Les débris végétaux qui s'échouent sur les plages sont voués à la décharge de classe II, car le déchet ramassé comporte 80 % de sable. Or, un tri mécanique dans un trommel suivi d'un criblage par vibrations permet de récupérer les algues et herbiers marins, en particulier la zostère. Grâce à ce traitement, neutre, le sable est redéposé sur les plages.
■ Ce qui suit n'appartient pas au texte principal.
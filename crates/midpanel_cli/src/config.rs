//! Panel configuration file.
//!
//! One JSON document names everything an invocation needs: where the local
//! store lives, how to reach the middleware endpoints, the replication
//! switches, and the operator every mutation is attributed to.
//!
//! ```json
//! {
//!   "data_dir": "/var/lib/midpanel",
//!   "primary": {
//!     "base_url": "https://mw1.example.net/stalker_portal/api",
//!     "username": "panel",
//!     "password": "secret"
//!   },
//!   "secondary": null,
//!   "dual_endpoint_enabled": false,
//!   "delete_on_secondary": false,
//!   "default_country_code": "971",
//!   "operator": { "label": "root", "role": "super_admin" }
//! }
//! ```

use midpanel_core::{Actor, ResellerId, Role};
use midpanel_upstream::EndpointConfig;
use serde::{Deserialize, Serialize};
use std::path::{Path, PathBuf};

/// Root of the panel configuration document.
#[derive(Debug, Clone, Serialize, Deserialize)]
pub struct PanelConfig {
    /// Directory holding the mirror, ledger, and journals.
    pub data_dir: PathBuf,
    /// The middleware the panel reads from and writes to first or second
    /// per the coordinator's ordering rules.
    pub primary: EndpointSection,
    /// Optional second middleware kept in step on replicated writes.
    #[serde(default, skip_serializing_if = "Option::is_none")]
    pub secondary: Option<EndpointSection>,
    /// Whether creates replicate to the secondary.
    #[serde(default)]
    pub dual_endpoint_enabled: bool,
    /// Whether deletes propagate to the secondary.
    #[serde(default)]
    pub delete_on_secondary: bool,
    /// Country code prefix for normalizing local phone numbers.
    #[serde(default, skip_serializing_if = "Option::is_none")]
    pub default_country_code: Option<String>,
    /// Operator identity every mutation is attributed to.
    pub operator: OperatorSection,
}

/// Connection details for one middleware endpoint.
#[derive(Debug, Clone, Serialize, Deserialize)]
pub struct EndpointSection {
    /// Base URL, e.g. `https://mw1.example.net/stalker_portal/api`.
    pub base_url: String,
    /// Basic auth username.
    pub username: String,
    /// Basic auth password.
    pub password: String,
}

/// The operator running this invocation.
#[derive(Debug, Clone, Serialize, Deserialize)]
pub struct OperatorSection {
    /// Login name recorded in ledger and audit fields.
    pub label: String,
    /// The reseller the operator belongs to. Omit for global admins.
    #[serde(default, skip_serializing_if = "Option::is_none")]
    pub reseller: Option<u64>,
    /// `super_admin`, `reseller_admin`, or `observer`.
    pub role: Role,
}

impl PanelConfig {
    /// Loads and parses a configuration file.
    pub fn load(path: &Path) -> Result<Self, Box<dyn std::error::Error>> {
        let raw = std::fs::read_to_string(path)
            .map_err(|err| format!("cannot read {}: {err}", path.display()))?;
        let config: PanelConfig = serde_json::from_str(&raw)
            .map_err(|err| format!("cannot parse {}: {err}", path.display()))?;
        Ok(config)
    }

    /// Resolves the operator into an actor with its capability set.
    pub fn actor(&self) -> Actor {
        Actor::new(
            self.operator.label.clone(),
            self.operator.reseller.map(ResellerId::new),
            self.operator.role,
        )
    }

    /// Endpoint configuration for the primary middleware.
    pub fn primary_endpoint(&self) -> EndpointConfig {
        self.primary.to_endpoint("primary")
    }

    /// Endpoint configuration for the secondary, when one is configured.
    pub fn secondary_endpoint(&self) -> Option<EndpointConfig> {
        self.secondary
            .as_ref()
            .map(|section| section.to_endpoint("secondary"))
    }
}

impl EndpointSection {
    fn to_endpoint(&self, label: &str) -> EndpointConfig {
        EndpointConfig::new(
            self.base_url.clone(),
            self.username.clone(),
            self.password.clone(),
        )
        .with_label(label)
    }
}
Ensuite, Algieplus, une jeune société des Côtes-d'Armor, sèche et compacte la zostère pour l'utiliser comme substrat pour la culture hors-sol. Ces plantes herbacées formant des herbiers possèdent en effet une forte capacité de rétention d'eau. L'unité (100 x 20 x 7,5 cm) est vendue à un tarif proche de celui de la laine de roche ou de la fibre de coco. Elle bénéficie ensuite d'une seconde vie comme amendement organique en épandage traditionnel. D'autres débouchés sont envisageables : en toiture végétale, inspirée des traditions des pays nordiques, ou comme alternative aux panneaux en aggloméré de chanvre. Philippe et Bruno Jacob, fondateurs d'Algieplus, ambitionnent de traiter la totalité de la zostère échouée en France, soit 8 000 tonnes. Le bassin d'Arcachon, en fournit déjà 50 %. Sur ce site, la société a investi 300 000 euros dans une unité de production qui fonctionne depuis cet été. D'autres projets similaires sont en cours, notamment au Québec et en Mauritanie.
Le laboratoire de recherche d'Algieplus étudie aussi les molécules présentes dans l'ensemble des espèces d'échouage. Un produit phytosanitaire de prévention par stimulation des défenses naturelles devrait naître de leur formulation et être commercialisé au premier semestre 2010.